I’ve often described Ultima Underworld as my favourite game of all time. It was the first RPG I ever finished and the game that got me into Ultima all those years back. I expect that any gaming veteran will hold a soft spot for their first completed RPG which may be a large part of its lasting appeal. It was never the most accessible genre, and the game that could entice any unwary youth to spend enough hours to get to the end would need to be something special.
With the amazing 3D engine Underworld clearly had a huge advantage in drawing in the uninitiated but I had to turn most of the textures off to play the game on my PC and it still managed to absorb me completely. The aspect that appealed the most was the world simulation. In fact it was even nominated by the SPA for simulation of the year, eventually losing out to SimLife. You can’t read too much into these award ceremony results. In the same year Ultima 7 along with Star Trek 25th Anniversary and Fate Of Atlantis lost out for best game to Darkseed. I’ll say no more.
Despite losing out for that particular award, Underworld was at its heart a dungeon simulator first and foremost. Everything in the game followed the rules of that world and problems presented to the player often had numerous solutions because of it. I remember that I used to be quite fond of luring creatures to the edge of a cliff, then jumping at them to knock them into the water and drown them. In hindsight this wasn’t the best way to play the game, but it worked.
I’m sure that playing it these days, my appreciation is largely nostalgia but anyone who played this at the time will recall the sheer immersion and oppressive atmosphere which far surpassed anything before it. For me it typifies what Origin games are about, even if it was almost entirely created externally. It took an amazing game engine and added layers of depth, polish, gameplay and story to create something that blew every one of its competitors completely out of the water. A year later, major releases like Lands Of Lore still looked like relics by comparison. Suffice to say, it will always remain one of my all time favourite games although I’ve played it to death over the years.
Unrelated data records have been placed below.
//! Computation pipeline
//!
//! ```text
//! geocode -> numeric -> tropical -> sidereal -> element -> decan -> classify
//! ```
//!
//! Geocoding is the only fatal stage. Every other stage returns a tagged
//! [`StageOutcome`]; failures are recorded in the result and the run moves
//! on. Element and decan are skipped outright when the sidereal stage
//! produced nothing.

use tracing::{error, info};

use crate::error::StageError;
use crate::types::{StageFailure, StageName};

pub mod export;
mod orchestrator;
pub mod sign_check;

pub use orchestrator::Orchestrator;
pub use sign_check::{quick_sign_check, SignCheck};

/// Tagged result of one pipeline stage.
#[derive(Debug, Clone, PartialEq)]
pub enum StageOutcome<T> {
    Completed(T),
    Failed(StageFailure),
    /// Not attempted because a stage it depends on produced nothing
    Skipped,
}

impl<T> StageOutcome<T> {
    /// Tag a stage's result, logging the failure if there is one.
    pub fn from_result(stage: StageName, result: Result<T, StageError>) -> Self {
        match result {
            Ok(value) => StageOutcome::Completed(value),
            Err(e) => {
                error!(stage = %stage, kind = %e.kind(), error = %e, "Stage failed");
                StageOutcome::Failed(StageFailure::new(stage, &e))
            }
        }
    }

    pub fn skipped(stage: StageName, reason: &str) -> Self {
        info!(stage = %stage, reason, "Stage skipped");
        StageOutcome::Skipped
    }

    pub fn is_completed(&self) -> bool {
        matches!(self, StageOutcome::Completed(_))
    }

    /// The value, pushing a failure record if the stage failed.
    pub fn collect(self, failures: &mut Vec<StageFailure>) -> Option<T> {
        match self {
            StageOutcome::Completed(value) => Some(value),
            StageOutcome::Failed(failure) => {
                failures.push(failure);
                None
            }
            StageOutcome::Skipped => None,
        }
    }
}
It’s a game that should have spawned a genre and perhaps in the shape of Elder Scrolls it arguably did. Arena was very clearly influenced by Underworld although massively inferior in my eyes, if more ambitious in scope. While Elder Scrolls would build momentum over the years, this never happened with Underworld itself and the series was all too short-lived. There was a single sequel which was something of a rush job being completed in about 9 months to capitalise on the success of the first. This meant the engine was largely unchanged but at least the rush wasn’t evident in the gameplay and storytelling which improved on the original all round. A further sequel was planned but never made it into development. Origin allegedly saw Underworld as something of a fad and when Underworld 2 sold half as many as the original this confirmed it. Later attempts to revive the series never got too far out of the blocks.
About a decade later, we did get Arx Fatalis which could have been Underworld 3 had the license been acquired. This game is still a spiritual successor but despite that I’ve never got around to playing it myself. If there was ever a time to put that right it has to be now and I’ll be blogging my way through it in the near future.
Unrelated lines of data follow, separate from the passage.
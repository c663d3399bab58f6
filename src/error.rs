//! Error taxonomy
//!
//! Errors are split by who can fix them:
//!
//! - [`InputError`]: malformed date, time, place or order fields (the user)
//! - [`ConfigGap`]: missing sign, decan or channel table entries (the operator)
//! - [`UpstreamError`]: ephemeris, geocoding or timezone collaborator failures
//!   (possibly transient)
//!
//! [`StageError`] is the union a pipeline stage may return. The orchestrator
//! turns it into a recorded [`crate::types::StageFailure`] instead of
//! propagating it.

use serde::{Deserialize, Serialize};

/// Coarse classification carried in every recorded stage failure.
#[derive(Debug, Clone, Copy, PartialEq, Eq, Hash, Serialize, Deserialize)]
#[serde(rename_all = "snake_case")]
pub enum ErrorKind {
    InvalidInput,
    ConfigurationGap,
    UpstreamFailure,
}

impl std::fmt::Display for ErrorKind {
    fn fmt(&self, f: &mut std::fmt::Formatter<'_>) -> std::fmt::Result {
        match self {
            ErrorKind::InvalidInput => write!(f, "invalid_input"),
            ErrorKind::ConfigurationGap => write!(f, "configuration_gap"),
            ErrorKind::UpstreamFailure => write!(f, "upstream_failure"),
        }
    }
}

/// User-correctable input problems.
#[derive(Debug, Clone, PartialEq, thiserror::Error)]
pub enum InputError {
    #[error("invalid date '{0}': expected DD.MM.YYYY")]
    InvalidDateFormat(String),
    #[error("invalid time '{0}': expected HH:MM (24h)")]
    InvalidTimeFormat(String),
    #[error("birth place must not be empty")]
    EmptyPlace,
    #[error("invalid product tier '{0}': expected 'normal' or 'pro'")]
    UnknownTier(String),
    #[error("missing required field '{0}'")]
    MissingField(&'static str),
    #[error("invalid email address '{0}'")]
    InvalidEmail(String),
}

/// Operator-correctable gaps in the static tables.
#[derive(Debug, Clone, PartialEq, thiserror::Error)]
pub enum ConfigGap {
    #[error("unknown sign '{0}'")]
    UnknownSign(String),
    #[error("decan {band} for {sign} is not configured")]
    DecanNotConfigured { sign: String, band: usize },
    #[error("table '{table}' is malformed: {reason}")]
    MalformedTable { table: &'static str, reason: String },
}

/// Failures of the external collaborators.
#[derive(Debug, Clone, PartialEq, thiserror::Error)]
pub enum UpstreamError {
    #[error("place not found: '{0}'")]
    PlaceNotFound(String),
    #[error("timezone could not be resolved for '{place}' ({latitude}, {longitude})")]
    TimezoneUnresolved {
        place: String,
        latitude: f64,
        longitude: f64,
    },
    #[error("geocoding service error: {0}")]
    Geocoding(String),
    #[error("timezone service error: {0}")]
    Timezone(String),
    #[error("ephemeris failure: {0}")]
    Ephemeris(String),
    #[error("{service} did not answer within {secs}s")]
    Timeout { service: &'static str, secs: u64 },
}

impl UpstreamError {
    /// Transport errors and timeouts may succeed on a second attempt;
    /// "not found" answers never will.
    pub fn is_transient(&self) -> bool {
        matches!(
            self,
            UpstreamError::Geocoding(_)
                | UpstreamError::Timezone(_)
                | UpstreamError::Ephemeris(_)
                | UpstreamError::Timeout { .. }
        )
    }
}

/// Anything a single pipeline stage can fail with.
#[derive(Debug, Clone, PartialEq, thiserror::Error)]
pub enum StageError {
    #[error(transparent)]
    Input(#[from] InputError),
    #[error(transparent)]
    Configuration(#[from] ConfigGap),
    #[error(transparent)]
    Upstream(#[from] UpstreamError),
}

impl StageError {
    pub fn kind(&self) -> ErrorKind {
        match self {
            StageError::Input(_) => ErrorKind::InvalidInput,
            StageError::Configuration(_) => ErrorKind::ConfigurationGap,
            StageError::Upstream(_) => ErrorKind::UpstreamFailure,
        }
    }
}

#[cfg(test)]
mod tests {
    use super::*;

    #[test]
    fn test_stage_error_kind() {
        let e: StageError = InputError::InvalidDateFormat("31.02.1990".into()).into();
        assert_eq!(e.kind(), ErrorKind::InvalidInput);

        let e: StageError = ConfigGap::UnknownSign("Drache".into()).into();
        assert_eq!(e.kind(), ErrorKind::ConfigurationGap);

        let e: StageError = UpstreamError::Ephemeris("engine down".into()).into();
        assert_eq!(e.kind(), ErrorKind::UpstreamFailure);
    }

    #[test]
    fn test_transparent_message() {
        let e: StageError = ConfigGap::DecanNotConfigured {
            sign: "Krebs".into(),
            band: 3,
        }
        .into();
        assert_eq!(e.to_string(), "decan 3 for Krebs is not configured");
    }

    #[test]
    fn test_not_found_is_not_transient() {
        assert!(!UpstreamError::PlaceNotFound("Atlantis".into()).is_transient());
        assert!(UpstreamError::Timeout { service: "geocoder", secs: 10 }.is_transient());
    }
}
Less well known is that a sequel to Arx Fatalis was developed but the publishers weren’t keen on the IP and that sequel ended up becoming Might And Magic – Dark Messiah. This is a game I have played although without that bit of knowledge at the time. It didn’t strike me as being Underworld 4 when I wasn’t looking for it but there are certainly similarities and it was even worked on by Looking Glass founder Paul Neurath.